The Future’s Bright, The Future’s Sponsored With Pax Transhumanity
August 14, 2018 by cassn
The latest offering from Matt Eklund at Sierra Madre Games proves that Ayn Rand is alive, well, and designing board games, as Pax Transhumanity argues that the future is for sale.
What if Hollywood and the doomsters are wrong and the future is non-dystopian? No pandemic, zombies, or post-apocalyptic rubble? A more likely future is one in which free-market fortuneers explore the fringes of the achievable, in which scientists and technocrats rewrite the human condition by expanding into new spheres — the developing world, the cloud, and space — in doing so, demolishing the barriers of age, disease, suffering, and physical confinement to this planet. As control over our surroundings expands, technology will become more of a intimate part of who we are — or acquire a mind of its own, incorporated into our transhuman state.
First, let me say that this game - set to be yet another Pax success - looks incredibly interesting.
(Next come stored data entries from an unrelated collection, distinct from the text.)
use crate::{
    authority::AuthoritySlot,
    base::SlotChain,
    circuitbreaker::{CircuitBreakerManager, CircuitBreakerSlot, MetricStatSlot},
    flow::{FlowRuleManager, FlowSlot},
    stat::{NodeRegistry, ResourceNodePrepareSlot, ResourceNodeStatSlot},
    system::{AdaptiveSlot, SystemRuleManager},
    system_metric::SystemStatus,
};
use std::sync::Arc;

/// The collaborators the default slots are built on.
pub struct SlotChainParts {
    pub registry: Arc<NodeRegistry>,
    pub authority_slot: Arc<AuthoritySlot>,
    pub system_rule_manager: Arc<SystemRuleManager>,
    pub system_status: Arc<SystemStatus>,
    pub flow_rule_manager: Arc<FlowRuleManager>,
    pub circuit_breaker_manager: Arc<CircuitBreakerManager>,
}

/// `build_default_slot_chain` assembles the statistic and rule check slots:
/// node preparation, statistics, authority, system, flow, circuit breaker check and circuit breaker statistics.
pub fn build_default_slot_chain(parts: &SlotChainParts) -> SlotChain {
    let mut sc = SlotChain::new();
    sc.add_slot(Arc::new(ResourceNodePrepareSlot::new(Arc::clone(
        &parts.registry,
    ))));
    sc.add_slot(Arc::new(ResourceNodeStatSlot::new(Arc::clone(
        &parts.registry,
    ))));
    sc.add_slot(parts.authority_slot.clone());
    sc.add_slot(Arc::new(AdaptiveSlot::new(
        Arc::clone(&parts.system_rule_manager),
        Arc::clone(&parts.registry),
        Arc::clone(&parts.system_status),
    )));
    sc.add_slot(Arc::new(FlowSlot::new(Arc::clone(&parts.flow_rule_manager))));
    sc.add_slot(Arc::new(CircuitBreakerSlot::new(Arc::clone(
        &parts.circuit_breaker_manager,
    ))));
    sc.add_slot(Arc::new(MetricStatSlot::new(Arc::clone(
        &parts.circuit_breaker_manager,
    ))));
    sc
}
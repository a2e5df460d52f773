use super::{LeapArray, MetricBucket};
use crate::base::{MetricEvent, WriteStat, DEFAULT_STATISTIC_MAX_RT};
use crate::utils::curr_time_millis;

/// a specialization of `LeapArray<T>` with `MetricBucket`
pub type BucketLeapArray = LeapArray<MetricBucket>;

impl WriteStat for BucketLeapArray {
    fn add_count(&self, event: MetricEvent, count: u64) {
        self.add_count_with_time(curr_time_millis(), event, count);
    }
}

impl BucketLeapArray {
    pub fn add_count_with_time(&self, now: u64, event: MetricEvent, count: u64) {
        self.get_bucket_of_time(now).value().add(event, count);
    }

    pub fn update_concurrency(&self, concurrency: u32) {
        self.update_concurrency_with_time(curr_time_millis(), concurrency);
    }

    pub fn update_concurrency_with_time(&self, now: u64, concurrency: u32) {
        self.get_bucket_of_time(now)
            .value()
            .update_concurrency(concurrency);
    }

    pub fn count(&self, event: MetricEvent) -> u64 {
        self.count_with_time(curr_time_millis(), event)
    }

    pub fn count_with_time(&self, now: u64, event: MetricEvent) -> u64 {
        self.get_valid_values(now)
            .iter()
            .map(|b| b.value().get(event))
            .sum()
    }

    pub fn min_rt(&self) -> u64 {
        self.get_current_values()
            .iter()
            .map(|b| b.value().min_rt())
            .fold(DEFAULT_STATISTIC_MAX_RT, u64::min)
    }

    pub fn max_concurrency(&self) -> u32 {
        self.get_current_values()
            .iter()
            .map(|b| b.value().max_concurrency())
            .fold(0, u32::max)
    }
}
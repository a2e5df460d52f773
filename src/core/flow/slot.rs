use super::*;
use crate::base::{BaseSlot, BlockType, EntryContext, MetricEvent, Slot, StatNode, TokenResult};
use std::sync::Arc;

pub const FLOW_SLOT_ORDER: u32 = 5000;

/// FlowSlot rejects the calls beyond the flow rules of the resource.
pub struct FlowSlot {
    manager: Arc<FlowRuleManager>,
}

impl FlowSlot {
    pub fn new(manager: Arc<FlowRuleManager>) -> Self {
        FlowSlot { manager }
    }
}

impl BaseSlot for FlowSlot {
    fn order(&self) -> u32 {
        FLOW_SLOT_ORDER
    }
}

impl Slot for FlowSlot {
    fn entry(&self, ctx: &mut EntryContext) -> TokenResult {
        let node = match ctx.stat_node() {
            Some(node) => node,
            None => return TokenResult::new_pass(),
        };
        let batch = ctx.input().batch_count() as f64;
        for rule in self.manager.get_rules_of_resource(ctx.resource().name()) {
            let current = current_of(node.as_ref(), rule.metric_type);
            if current + batch > rule.threshold {
                return TokenResult::new_blocked_with_cause(
                    BlockType::Flow,
                    rule.resource.clone(),
                    "flow reject check blocked".into(),
                    rule,
                    Arc::new(current),
                );
            }
        }
        TokenResult::new_pass()
    }
}

fn current_of(node: &dyn StatNode, metric_type: MetricType) -> f64 {
    match metric_type {
        MetricType::Qps => node.qps(MetricEvent::Pass),
        MetricType::Concurrency => node.current_concurrency() as f64,
    }
}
However, the concept of capitalist control of humanity's global direction being portrayed as a purely positive endeavour - a 'refreshingly utopic view' according to Matt's equally famous game designer father Phil Eklund - is a flaw which warrants discussion.
The players’ goal is to invest in viable ideas and use infrastructure to release them to the world. Once an idea is commercialized it becomes part of the human progress splay, becoming part of human history and making other ideas viable. It will also likely generate growth (new cubes), solve humanitarian problems (VP chits), or break down barriers (create new infrastructure).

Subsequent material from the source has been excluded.